La loi Normale est adaptée dans la plupart des cas pour décrire les variations aléatoires d’une cause commune et même très bien adaptée pour décrire l’influence combinée de variations aléatoires de causes communes indépendantes.

L’approximation d’autant meilleure que plusieurs variations aléatoires s’ajoutent entre elles.

 

Le choix des paramètres significatifs

Il est nécessaire de déterminer quel paramètre doit être suivi en priorité.

1) Caractéristique lié à la sécurité et la satisfaction du client (final/aval)

  • Caractéristiques Sécurité et Réglementation
  • Caractéristiques Critiques

2) Historique des problématiques : incidents clients, retours après-vente, taux de rebut interne lié à la vie série mais également incidents sur produits similaires.

3) Corrélation entre plusieurs caractéristiques (Même outil, injection plastique …), dans ce cas limiter les caractéristiques à suivre.

 

Comment rendre et process stable puis capable ?

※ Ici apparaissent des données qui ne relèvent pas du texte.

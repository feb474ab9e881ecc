use std::time::Duration;

use axum::{extract::Request, response::Response, Router};
use tracing::{debug, Span};

use super::request_id::RequestId;

pub fn add<S: Clone + Send + Sync + 'static>(router: Router<S>) -> Router<S> {
    router.layer(
        tower_http::trace::TraceLayer::new_for_http()
            .make_span_with(make_span)
            .on_request(on_request)
            .on_response(on_response)
            .on_body_chunk(())
            .on_eos(())
            .on_failure(()),
    )
}

fn make_span(request: &Request) -> Span {
    let version = request.version();
    let method = request.method();
    let route = request.uri();
    let request_id = request
        .extensions()
        .get::<RequestId>()
        .map(ToString::to_string)
        .unwrap_or_default();

    tracing::debug_span!("http-request", ?version, %method, %route, %request_id)
}

fn on_request(_request: &Request, _span: &Span) {
    debug!("started processing request")
}

fn on_response(response: &Response, latency: Duration, _span: &Span) {
    let status = response.status();
    debug!(?latency, %status, "finished processing request")
}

  1. Identifier les causes spéciales, les supprimer, rendre le processus STABLE
  2. Réduire l’influence des causes communes, rendre le processus CAPABLE
  3. Enfin, détecter toute dégradation ou évolution pour permettre de réagir en temps réel

 

La mise en place de la MSP

  1. Choix du processus
  2. Choix des paramètres à mettre sous MSP (caractéristiques spéciales)
  3. Vérification de la capabilité des appareils de mesure
  4. Vérification de la normalité
  5. Capabilité machine et capabilité procédé
  6. Mise en place carte MSP
  7. Amélioration continue

Intérêt des indices de capabilté (Cp et Cpk)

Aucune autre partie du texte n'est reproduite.